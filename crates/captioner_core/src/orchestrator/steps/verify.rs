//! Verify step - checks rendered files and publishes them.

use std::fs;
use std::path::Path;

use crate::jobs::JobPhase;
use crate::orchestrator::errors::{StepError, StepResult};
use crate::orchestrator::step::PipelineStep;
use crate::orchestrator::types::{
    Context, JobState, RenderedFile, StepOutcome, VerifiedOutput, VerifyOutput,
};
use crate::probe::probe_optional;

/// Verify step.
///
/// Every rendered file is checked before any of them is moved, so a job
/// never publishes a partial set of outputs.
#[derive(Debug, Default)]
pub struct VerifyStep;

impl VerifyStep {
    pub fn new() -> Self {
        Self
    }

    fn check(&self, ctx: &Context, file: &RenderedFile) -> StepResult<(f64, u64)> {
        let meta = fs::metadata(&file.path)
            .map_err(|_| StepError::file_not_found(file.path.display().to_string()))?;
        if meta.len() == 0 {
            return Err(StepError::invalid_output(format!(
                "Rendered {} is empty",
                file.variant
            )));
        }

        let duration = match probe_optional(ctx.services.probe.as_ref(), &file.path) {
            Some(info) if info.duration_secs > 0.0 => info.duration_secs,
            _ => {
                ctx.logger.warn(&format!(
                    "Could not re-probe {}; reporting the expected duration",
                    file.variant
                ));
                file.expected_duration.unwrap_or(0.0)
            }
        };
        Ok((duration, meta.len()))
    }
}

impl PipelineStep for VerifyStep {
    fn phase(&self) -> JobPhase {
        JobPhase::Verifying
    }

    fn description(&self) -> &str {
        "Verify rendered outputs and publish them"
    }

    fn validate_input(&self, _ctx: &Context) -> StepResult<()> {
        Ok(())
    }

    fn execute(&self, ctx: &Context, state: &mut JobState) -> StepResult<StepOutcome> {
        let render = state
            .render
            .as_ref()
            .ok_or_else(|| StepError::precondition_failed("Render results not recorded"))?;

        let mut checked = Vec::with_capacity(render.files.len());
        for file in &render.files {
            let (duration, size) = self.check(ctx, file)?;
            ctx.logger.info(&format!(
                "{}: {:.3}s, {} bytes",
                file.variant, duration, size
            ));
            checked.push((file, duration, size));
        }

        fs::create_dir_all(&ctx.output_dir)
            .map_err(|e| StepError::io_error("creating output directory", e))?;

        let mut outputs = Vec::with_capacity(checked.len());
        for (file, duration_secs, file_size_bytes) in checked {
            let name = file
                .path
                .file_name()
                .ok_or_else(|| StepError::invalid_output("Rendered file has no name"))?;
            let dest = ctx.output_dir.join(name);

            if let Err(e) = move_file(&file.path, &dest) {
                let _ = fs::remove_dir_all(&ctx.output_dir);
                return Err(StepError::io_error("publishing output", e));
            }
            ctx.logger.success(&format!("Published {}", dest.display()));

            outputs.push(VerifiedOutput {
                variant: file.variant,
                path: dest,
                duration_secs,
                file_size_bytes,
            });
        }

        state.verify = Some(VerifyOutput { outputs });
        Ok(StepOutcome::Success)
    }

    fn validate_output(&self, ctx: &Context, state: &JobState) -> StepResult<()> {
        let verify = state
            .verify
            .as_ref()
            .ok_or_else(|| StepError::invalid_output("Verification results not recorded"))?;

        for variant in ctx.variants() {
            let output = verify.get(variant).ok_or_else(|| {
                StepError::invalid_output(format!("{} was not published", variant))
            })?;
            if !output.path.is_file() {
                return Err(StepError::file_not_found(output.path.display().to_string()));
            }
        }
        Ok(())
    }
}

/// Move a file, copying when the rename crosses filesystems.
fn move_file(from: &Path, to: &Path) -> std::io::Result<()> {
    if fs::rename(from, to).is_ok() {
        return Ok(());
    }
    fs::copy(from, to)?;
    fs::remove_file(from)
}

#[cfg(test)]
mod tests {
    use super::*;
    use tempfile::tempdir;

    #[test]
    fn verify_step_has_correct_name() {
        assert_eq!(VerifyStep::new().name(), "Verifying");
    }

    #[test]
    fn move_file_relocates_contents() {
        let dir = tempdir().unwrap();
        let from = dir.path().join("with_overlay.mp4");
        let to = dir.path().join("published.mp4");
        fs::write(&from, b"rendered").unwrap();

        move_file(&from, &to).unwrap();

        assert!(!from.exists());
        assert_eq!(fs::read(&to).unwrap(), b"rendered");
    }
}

-- -- --

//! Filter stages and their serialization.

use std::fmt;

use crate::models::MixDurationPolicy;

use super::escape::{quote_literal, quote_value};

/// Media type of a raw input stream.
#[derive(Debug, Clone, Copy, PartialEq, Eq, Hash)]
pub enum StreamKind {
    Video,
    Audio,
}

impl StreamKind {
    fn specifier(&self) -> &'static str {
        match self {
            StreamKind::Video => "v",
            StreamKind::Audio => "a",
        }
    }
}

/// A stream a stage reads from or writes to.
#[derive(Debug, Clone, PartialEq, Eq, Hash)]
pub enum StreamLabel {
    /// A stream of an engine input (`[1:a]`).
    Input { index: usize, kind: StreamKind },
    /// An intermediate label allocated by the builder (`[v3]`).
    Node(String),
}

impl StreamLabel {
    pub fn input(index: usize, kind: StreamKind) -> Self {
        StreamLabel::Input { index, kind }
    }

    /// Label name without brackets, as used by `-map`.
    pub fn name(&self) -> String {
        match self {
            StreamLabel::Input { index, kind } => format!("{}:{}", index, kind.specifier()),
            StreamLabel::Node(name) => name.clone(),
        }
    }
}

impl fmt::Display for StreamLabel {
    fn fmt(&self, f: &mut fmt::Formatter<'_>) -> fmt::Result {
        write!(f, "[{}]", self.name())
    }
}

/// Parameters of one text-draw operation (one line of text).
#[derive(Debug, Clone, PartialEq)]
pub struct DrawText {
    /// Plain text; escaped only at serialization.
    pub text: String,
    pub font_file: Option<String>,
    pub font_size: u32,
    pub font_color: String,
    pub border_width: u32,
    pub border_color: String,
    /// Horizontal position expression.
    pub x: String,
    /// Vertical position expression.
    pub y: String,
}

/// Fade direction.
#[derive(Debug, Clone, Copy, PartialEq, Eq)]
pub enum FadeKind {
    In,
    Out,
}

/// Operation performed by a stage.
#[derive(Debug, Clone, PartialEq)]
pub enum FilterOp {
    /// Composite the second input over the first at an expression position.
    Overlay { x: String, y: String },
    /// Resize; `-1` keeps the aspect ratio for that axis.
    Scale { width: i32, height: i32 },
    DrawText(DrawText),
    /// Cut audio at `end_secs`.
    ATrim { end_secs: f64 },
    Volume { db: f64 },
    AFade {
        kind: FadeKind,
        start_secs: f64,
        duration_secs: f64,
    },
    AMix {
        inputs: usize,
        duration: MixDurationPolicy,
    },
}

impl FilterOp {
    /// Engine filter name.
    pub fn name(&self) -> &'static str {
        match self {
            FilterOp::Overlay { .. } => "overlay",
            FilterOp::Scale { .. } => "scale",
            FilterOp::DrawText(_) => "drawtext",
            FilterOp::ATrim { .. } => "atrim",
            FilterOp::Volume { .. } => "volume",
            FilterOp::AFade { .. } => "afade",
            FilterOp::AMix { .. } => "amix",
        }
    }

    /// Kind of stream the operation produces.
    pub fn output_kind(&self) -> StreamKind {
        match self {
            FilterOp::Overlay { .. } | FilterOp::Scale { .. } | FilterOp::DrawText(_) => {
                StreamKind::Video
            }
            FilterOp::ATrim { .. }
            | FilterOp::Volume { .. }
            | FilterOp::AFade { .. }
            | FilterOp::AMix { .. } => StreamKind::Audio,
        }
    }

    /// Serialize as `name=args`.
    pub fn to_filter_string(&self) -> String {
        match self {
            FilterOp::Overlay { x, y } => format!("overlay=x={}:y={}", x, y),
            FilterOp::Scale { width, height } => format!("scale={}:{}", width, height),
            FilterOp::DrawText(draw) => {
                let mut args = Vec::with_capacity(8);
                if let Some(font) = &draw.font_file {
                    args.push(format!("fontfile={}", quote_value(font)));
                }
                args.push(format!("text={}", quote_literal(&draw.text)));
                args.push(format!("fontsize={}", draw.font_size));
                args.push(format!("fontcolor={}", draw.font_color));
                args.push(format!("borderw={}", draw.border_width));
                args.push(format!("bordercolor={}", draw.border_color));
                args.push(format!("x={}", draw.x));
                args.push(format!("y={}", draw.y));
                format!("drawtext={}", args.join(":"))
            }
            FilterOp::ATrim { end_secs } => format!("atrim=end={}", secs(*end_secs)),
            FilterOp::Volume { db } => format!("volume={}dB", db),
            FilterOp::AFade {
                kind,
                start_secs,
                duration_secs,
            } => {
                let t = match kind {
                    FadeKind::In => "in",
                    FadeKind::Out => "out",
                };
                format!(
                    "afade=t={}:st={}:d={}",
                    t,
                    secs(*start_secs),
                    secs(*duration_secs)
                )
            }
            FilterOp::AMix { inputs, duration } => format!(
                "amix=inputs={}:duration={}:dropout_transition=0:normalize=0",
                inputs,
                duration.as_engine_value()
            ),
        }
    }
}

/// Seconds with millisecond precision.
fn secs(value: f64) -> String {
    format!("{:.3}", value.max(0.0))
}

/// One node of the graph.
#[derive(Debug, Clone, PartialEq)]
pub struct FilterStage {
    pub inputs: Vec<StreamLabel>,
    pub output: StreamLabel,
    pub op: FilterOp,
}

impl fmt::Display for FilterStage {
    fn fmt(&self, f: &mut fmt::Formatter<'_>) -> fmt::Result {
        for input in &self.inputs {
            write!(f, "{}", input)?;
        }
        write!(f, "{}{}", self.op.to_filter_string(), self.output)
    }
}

-- -- --

■ Problem statement
All lines above from the one containing "filename crates/captioner_core/src/orchestrator/steps/verify.rs" to the one containing "if meta.len() == 0" must be repeated exactly, both lines included, and no others.

■ Your response
filename crates/captioner_core/src/orchestrator/steps/verify.rs
//! Verify step - checks rendered files and publishes them.

use std::fs;
use std::path::Path;

use crate::jobs::JobPhase;
use crate::orchestrator::errors::{StepError, StepResult};
use crate::orchestrator::step::PipelineStep;
use crate::orchestrator::types::{
    Context, JobState, RenderedFile, StepOutcome, VerifiedOutput, VerifyOutput,
};
use crate::probe::probe_optional;

/// Verify step.
///
/// Every rendered file is checked before any of them is moved, so a job
/// never publishes a partial set of outputs.
#[derive(Debug, Default)]
pub struct VerifyStep;

impl VerifyStep {
    pub fn new() -> Self {
        Self
    }

    fn check(&self, ctx: &Context, file: &RenderedFile) -> StepResult<(f64, u64)> {
        let meta = fs::metadata(&file.path)
            .map_err(|_| StepError::file_not_found(file.path.display().to_string()))?;
        if meta.len() == 0 {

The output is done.